Erweiterung und Generalsanierung der Zeppelinschule in Leinfelden-Echterdingen


  • 1. Preis

    wettbewerb_leinfelden_echterdingen_zeppelinschule_perspektive_eingang, © STUDIOSF Simon Fischer & Architekten GmbH

    Architekten
    STUDIO SF Simon Fischer & Architekten GmbH, Mannheim (DE) Büroprofil

    Verfasser
    Simon Fischer

    Mitarbeit
    Kathrin Jelen, Nicola Violano, Saltuk Solmaz, Kai Kretschmer

    Preisgeld
    27.000 EUR

    Erläuterungstext
    Konsequente städtebauliche Raumbildung - bei respektvoller Ergänzung des Bestandes.

    Der Bestand der Grundschule und der Musikschule wird durch einen schlanken, selbstbewussten Gebäuderiegel ergänzt. Es entsteht ein Gesamt-Ensemble mit einer klaren städtebaulichen Figur. Nach Außen bilden die Schulgebäude einen geschlossenen Blockrand aus, so dass im Inneren ein geschützter Schulhof entsteht. Die Stellung des Neubaus würdigt den Bestand und erlaubt einen Durchgang zwischen dem zentralen Schulhof und dem tiefer liegenden, östlichen Schulgarten, so dass ein insgesamt durchlässiges Schulgelände entsteht. Die Bestandsgebäude werden in Ihrer Struktur erhalten und über einen transparenten Steg mit dem Ergänzungsbau verbunden.
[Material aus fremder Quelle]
//! The payment verification endpoint.
//!
//! Verification is a stub: every well-formed POST is reported as paid. No call
//! is made to the payment provider.

use serde::Serialize;
use serde_json::Value;

pub const VERIFIED_MESSAGE: &str = "Pago verificado correctamente";
pub const NOT_VERIFIED_MESSAGE: &str = "Pago no encontrado o incompleto";
pub const METHOD_NOT_ALLOWED_MESSAGE: &str = "Método no permitido";
pub const SERVER_ERROR_MESSAGE: &str = "Error del servidor";
const NOT_AN_OBJECT: &str = "request body must be a JSON object";

#[derive(Debug, Clone, PartialEq, Serialize)]
#[serde(rename_all = "camelCase")]
pub struct VerificationBody {
    pub success: bool,
    #[serde(skip_serializing_if = "Option::is_none")]
    pub order_id: Option<Value>,
    pub message: String,
}

#[derive(Debug, Clone, PartialEq, Serialize)]
pub struct ErrorBody {
    pub message: String,
    #[serde(skip_serializing_if = "Option::is_none")]
    pub error: Option<String>,
}

#[derive(Debug, Clone, PartialEq)]
pub struct EndpointResponse {
    pub status: u16,
    pub body: Value,
}

impl EndpointResponse {
    fn json<T: Serialize>(status: u16, body: &T) -> Self {
        Self {
            status,
            body: serde_json::to_value(body).unwrap_or(Value::Null),
        }
    }

    fn server_error(error: String) -> Self {
        Self::json(
            500,
            &ErrorBody {
                message: SERVER_ERROR_MESSAGE.to_string(),
                error: Some(error),
            },
        )
    }
}

/// Handle one request given its HTTP method and raw body.
///
/// Methods compare case-sensitively, so only an exact `POST` is accepted.
pub fn handle_payment_request(method: &str, body: &str) -> EndpointResponse {
    if method != "POST" {
        return EndpointResponse::json(
            405,
            &ErrorBody {
                message: METHOD_NOT_ALLOWED_MESSAGE.to_string(),
                error: None,
            },
        );
    }

    let parsed: Value = match serde_json::from_str(body) {
        Ok(value) => value,
        Err(e) => return EndpointResponse::server_error(e.to_string()),
    };
    if !parsed.is_object() {
        return EndpointResponse::server_error(NOT_AN_OBJECT.to_string());
    }

    let order_id = parsed.get("orderId").filter(|v| !v.is_null()).cloned();
    let success = true;

    EndpointResponse::json(
        200,
        &VerificationBody {
            success,
            order_id,
            message: if success {
                VERIFIED_MESSAGE
            } else {
                NOT_VERIFIED_MESSAGE
            }
            .to_string(),
        },
    )
}

#[cfg(test)]
mod tests {
    use super::*;
    use serde_json::json;

    #[test]
    fn test_non_post_is_rejected() {
        for method in ["GET", "PUT", "DELETE", "post", "Post"] {
            let response = handle_payment_request(method, "");
            assert_eq!(response.status, 405);
            assert_eq!(response.body, json!({"message": "Método no permitido"}));
        }
    }

    #[test]
    fn test_post_always_succeeds() {
        let response = handle_payment_request("POST", r#"{"orderId":"LS-991"}"#);
        assert_eq!(response.status, 200);
        assert_eq!(
            response.body,
            json!({
                "success": true,
                "orderId": "LS-991",
                "message": "Pago verificado correctamente"
            })
        );
    }

    #[test]
    fn test_numeric_order_id_is_echoed() {
        let response = handle_payment_request("POST", r#"{"orderId":42}"#);
        assert_eq!(response.body["orderId"], json!(42));
    }

    #[test]
    fn test_missing_order_id_is_omitted() {
        let response = handle_payment_request("POST", "{}");
        assert_eq!(response.status, 200);
        assert!(response.body.get("orderId").is_none());
        assert_eq!(response.body["success"], json!(true));
    }

    #[test]
    fn test_malformed_body_is_server_error() {
        let response = handle_payment_request("POST", "{orderId:");
        assert_eq!(response.status, 500);
        assert_eq!(response.body["message"], json!("Error del servidor"));
        assert!(response.body["error"].is_string());
    }

    #[test]
    fn test_non_object_body_is_server_error() {
        for body in ["null", "[]", "\"LS-991\"", "42"] {
            let response = handle_payment_request("POST", body);
            assert_eq!(response.status, 500, "body {body}");
            assert_eq!(
                response.body,
                json!({
                    "message": "Error del servidor",
                    "error": "request body must be a JSON object"
                })
            );
        }
    }
}
pub mod order_id;

use fltk::{app, prelude::*, window::Window};

/// Block on a modal dialog until it is hidden. The dialog is closed as well
/// when the main window asks the program to quit.
pub fn run_dialog(dialog: &Window) {
    while dialog.shown() {
        app::wait();
        if app::should_program_quit() {
            dialog.clone().hide();
        }
    }
}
Durch die Anordnung der Sporthalle im Untergeschoss wirkt das neue Ensemble angenehm leicht und offen.

    Beurteilung durch das Preisgericht

    Die Verfasser schlagen mit Ihrer Arbeit vor, die Sporthalle als ersten Bauabschnitt direkt entlang der Brühlstraße zu platzieren. Der neue Erweiterungsbau wird dann in einem zweiten Schritt quer über die Turnhalle, parallel zur Kantstraße erstellt. Dieser Ansatz ermöglicht, das neue Haus für die Schulräume sehr schlank zu halten und so einen großen Teil des Schulhofs zu erhalten. Es entsteht ein klar gefasstes Ensemble, bei dem die einzelnen Bauteile ausreichend Abstand zu einander halten.
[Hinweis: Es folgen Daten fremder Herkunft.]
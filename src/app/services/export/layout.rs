//! Stamp geometry and pixel composition.
//!
//! All sizes are CSS pixels multiplied by the export scale: a classic stamp at
//! scale 2 is 1600x1200 with a 16 px frame.

use ab_glyph::{Font, PxScale};
use image::imageops::FilterType;
use image::{DynamicImage, RgbaImage, imageops};
use imageproc::drawing::{draw_filled_rect_mut, draw_text_mut, text_size};
use imageproc::rect::Rect;

use super::fonts::FontBook;
use crate::app::domain::color::LineColor;
use crate::app::domain::template::{FontFamily, Template};

pub const WATERMARK_TEXT: &str = "TravelPrint.me - Versión gratuita";
const WATERMARK_OPACITY: f32 = 0.8;

const TITLE_PX: f32 = 20.0;
const TITLE_LINE_PX: f32 = 28.0;
const BODY_PX: f32 = 16.0;
const BODY_LINE_PX: f32 = 24.0;
const WATERMARK_PX: f32 = 12.0;
const WATERMARK_LINE_PX: f32 = 16.0;
const TITLE_GAP_PX: f32 = 4.0;
const PANEL_PADDING_PX: u32 = 16;
const WATERMARK_INSET_PX: u32 = 8;

const PANEL_COLOR: LineColor = LineColor::WHITE;
const TITLE_COLOR: LineColor = LineColor::rgb(0x1F, 0x29, 0x37);
const BODY_COLOR: LineColor = LineColor::rgb(0x4B, 0x55, 0x63);
const WATERMARK_COLOR: LineColor = LineColor::rgb(0x6B, 0x72, 0x80);

/// Pixel geometry of one stamp at one export scale.
#[derive(Debug, Clone, Copy, PartialEq)]
pub struct StampLayout {
    pub scale: u32,
    pub width: u32,
    pub height: u32,
    pub border: u32,
    pub border_color: LineColor,
    pub map_width: u32,
    pub map_height: u32,
    pub font: FontFamily,
}

impl StampLayout {
    pub fn new(template: &Template, scale: u32) -> Self {
        let scale = scale.max(1);
        let width = template.width * scale;
        let border = template.border.width * scale;
        Self {
            scale,
            width,
            height: template.height * scale,
            border,
            border_color: template.border.color,
            map_width: width.saturating_sub(2 * border),
            map_height: template.map_height() * scale,
            font: template.font,
        }
    }

    /// Size the map image is requested at.
    pub fn map_size(&self) -> (u32, u32) {
        (self.map_width, self.map_height)
    }

    fn px(&self, css: f32) -> f32 {
        css * self.scale as f32
    }

    fn panel_top(&self) -> u32 {
        self.border + self.map_height
    }

    fn padding(&self) -> u32 {
        PANEL_PADDING_PX * self.scale
    }

    /// Usable text width inside frame and padding.
    fn text_width(&self) -> u32 {
        self.width
            .saturating_sub(2 * (self.border + self.padding()))
            .max(1)
    }
}

pub struct StampText<'a> {
    pub title: &'a str,
    pub route: &'a str,
}

/// Scale `image` to fill `width x height`, cropping the overflow evenly.
pub fn cover(image: &RgbaImage, width: u32, height: u32) -> RgbaImage {
    if width == 0 || height == 0 || image.width() == 0 || image.height() == 0 {
        return RgbaImage::from_pixel(width, height, PANEL_COLOR.to_rgba());
    }
    if image.dimensions() == (width, height) {
        return image.clone();
    }
    DynamicImage::ImageRgba8(image.clone())
        .resize_to_fill(width, height, FilterType::Triangle)
        .to_rgba8()
}

/// Greedy word wrap. A word wider than `max_width` gets a line of its own.
fn wrap_lines(font: &impl Font, scale: PxScale, text: &str, max_width: u32) -> Vec<String> {
    let mut lines = Vec::new();
    let mut current = String::new();
    for word in text.split_whitespace() {
        if current.is_empty() {
            current.push_str(word);
            continue;
        }
        let candidate = format!("{} {}", current, word);
        if text_size(scale, font, &candidate).0 <= max_width {
            current = candidate;
        } else {
            lines.push(std::mem::replace(&mut current, word.to_string()));
        }
    }
    if !current.is_empty() {
        lines.push(current);
    }
    lines
}

fn draw_centered(
    canvas: &mut RgbaImage,
    font: &impl Font,
    scale: PxScale,
    color: LineColor,
    line: &str,
    top: f32,
) {
    let (w, _) = text_size(scale, font, line);
    let x = (canvas.width() as i32 - w as i32) / 2;
    draw_text_mut(canvas, color.to_rgba(), x, top.round() as i32, scale, font, line);
}

fn draw_frame(canvas: &mut RgbaImage, layout: &StampLayout) {
    let b = layout.border;
    if b == 0 {
        return;
    }
    let (w, h) = (layout.width, layout.height);
    let color = layout.border_color.to_rgba();
    draw_filled_rect_mut(canvas, Rect::at(0, 0).of_size(w, b), color);
    draw_filled_rect_mut(canvas, Rect::at(0, (h - b) as i32).of_size(w, b), color);
    draw_filled_rect_mut(canvas, Rect::at(0, 0).of_size(b, h), color);
    draw_filled_rect_mut(canvas, Rect::at((w - b) as i32, 0).of_size(b, h), color);
}

/// Lay out the final stamp: map on top, text panel below, frame around it.
pub fn compose(
    layout: &StampLayout,
    map: &RgbaImage,
    text: &StampText<'_>,
    premium: bool,
    fonts: &FontBook,
) -> RgbaImage {
    let mut canvas = RgbaImage::from_pixel(layout.width, layout.height, PANEL_COLOR.to_rgba());

    let map = cover(map, layout.map_width, layout.map_height);
    imageops::replace(&mut canvas, &map, layout.border as i64, layout.border as i64);

    let bold = fonts.bold(layout.font);
    let regular = fonts.regular(layout.font);
    let title_scale = PxScale::from(layout.px(TITLE_PX));
    let body_scale = PxScale::from(layout.px(BODY_PX));

    let mut y = (layout.panel_top() + layout.padding()) as f32;
    for line in wrap_lines(bold, title_scale, text.title, layout.text_width()) {
        let top = y + layout.px(TITLE_LINE_PX - TITLE_PX) / 2.0;
        draw_centered(&mut canvas, bold, title_scale, TITLE_COLOR, &line, top);
        y += layout.px(TITLE_LINE_PX);
    }
    y += layout.px(TITLE_GAP_PX);
    for line in wrap_lines(regular, body_scale, text.route, layout.text_width()) {
        let top = y + layout.px(BODY_LINE_PX - BODY_PX) / 2.0;
        draw_centered(&mut canvas, regular, body_scale, BODY_COLOR, &line, top);
        y += layout.px(BODY_LINE_PX);
    }

    if !premium {
        let scale = PxScale::from(layout.px(WATERMARK_PX));
        let (w, _) = text_size(scale, regular, WATERMARK_TEXT);
        let inset = layout.border + WATERMARK_INSET_PX * layout.scale;
        let x = layout.width as i32 - inset as i32 - w as i32;
        let y = layout.height as f32 - inset as f32 - layout.px(WATERMARK_LINE_PX)
            + layout.px(WATERMARK_LINE_PX - WATERMARK_PX) / 2.0;
        let color = WATERMARK_COLOR.over(PANEL_COLOR, WATERMARK_OPACITY);
        draw_text_mut(
            &mut canvas,
            color.to_rgba(),
            x,
            y.round() as i32,
            scale,
            regular,
            WATERMARK_TEXT,
        );
    }

    draw_frame(&mut canvas, layout);
    canvas
}
pub mod config;
pub mod error;
pub mod logging;

pub mod fetch;
pub mod pipeline;
pub mod prune;
pub mod self_erase;
pub mod url_model;
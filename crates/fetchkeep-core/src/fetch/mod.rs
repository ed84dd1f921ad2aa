//! Repository fetch: the clone step and the check of its termination status.
//!
//! A `Fetcher` only reports how the clone ended; `verify` turns that into the
//! go/no-go decision for the rest of the pipeline.

mod git;
mod verify;

use std::path::Path;
use std::process::ExitStatus;

pub use git::GitFetcher;
pub use verify::{verify, FetchError};

/// How a fetch terminated.
#[derive(Debug, Clone, Copy, PartialEq, Eq)]
pub struct FetchStatus {
    /// Exit code, or `None` if the process was terminated by a signal.
    pub code: Option<i32>,
}

impl FetchStatus {
    pub const SUCCESS: FetchStatus = FetchStatus { code: Some(0) };

    pub fn from_code(code: i32) -> Self {
        Self { code: Some(code) }
    }

    pub fn success(&self) -> bool {
        self.code == Some(0)
    }
}

impl From<ExitStatus> for FetchStatus {
    fn from(status: ExitStatus) -> Self {
        Self {
            code: status.code(),
        }
    }
}

/// Something that can materialize a repository at `dest`.
///
/// `Err` is reserved for failing to run the fetch at all; a fetch that ran and
/// failed returns `Ok` with a non-zero status.
pub trait Fetcher {
    fn fetch(&self, url: &str, dest: &Path) -> Result<FetchStatus, FetchError>;
}

impl<F: Fetcher + ?Sized> Fetcher for &F {
    fn fetch(&self, url: &str, dest: &Path) -> Result<FetchStatus, FetchError> {
        (**self).fetch(url, dest)
    }
}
    Der Erweiterungsbau ist nur im Untergeschoss mit dem bestehenden Schulhaus verbunden So können der Schulhof und der Freibereich vor der Mensa über eine großzügige Freitreppe verbunden werden.

    Die Schüler betreten die einzelnen Gebäude an verschiedenen Stellen. Dies gewährleistet einerseits kurze Wege zum jeweiligen Schulraum. Andererseits fehlt der Schule ein eindeutiger zentraler Eingang. Die als Hauptzugang definierte Rotunde wird im Schulalltag wohl nur von einem kleineren Teil der Schüler verwendet werden.

    Die Schulklassen selbst werden über großzügige Flure erschlossen, die vielfältige Möglichkeiten zur räumlichen Differenzierung des Unterrichts bieten und so auch die Bespielung als Clustertypus ermöglichen. Gleichzeitig bieten diese einbündigen Erschließungsflächen das Potential, den Pausenhof räumlich in das Gebäude hinein zu erweitern. Negativ werden dabei jedoch die beiden isoliert im Untergeschoss untergebrachten Schulräume bewertet.

    Während die Sporthalle direkt an den Schulerweiterungsbau angebunden ist, kann die Mensa nur über einen unterirdischen Verbindungsgang oder ein Treppenhaus erreicht werden. Sie ist zwar etwas größer, als im Raumprogramm vorgesehen. Eine Erweiterung ist jedoch nur in über die Aufgabe der Räume „Sozialraum“ (über den Flur) oder „Schulkindbetreuung“ (benachbart) möglich.

    Die beiden Räume für Schülerveranstaltung sind an der Nordseite des Bestandsgebäudes untergebracht und lassen sich gut für die Schulkindbetreuung aber auch für außerschulische Veranstaltungen nutzen.

    Die Sporthalle ist für die Vereinsnutzung über einen leicht auffindbareren, separaten Zugang erschlossen. Sie wird über zwei Oberlichter jeweils an den Stirnseiten natürlich belichtet, was eine eher ungleichmäßige Belichtung erwarten lässt.

    Architektonisch formuliert der Erweiterungsbau das Bild eines Holzhauses auf einer massiven Basis und nimmt so das Sockelthema der Bestandsbauten auf. Die Gestaltung der holzverkleideten Fassaden formuliert dabei eine typologisch glaubwürdige Interpretation eines Hauses für Kinder.

    Insgesamt stellt die Arbeit einen sehr guten Beitrag dar. Besonders überzeugen können dabei die Eleganz der Proportionen des Erweiterungsbaus, die logische Verbindung der großzügigen Außenflächen und die räumliche Qualität und gute Nutzbarkeit der Erschließungsflächen für unterschiedlichste Unterrichtsformen.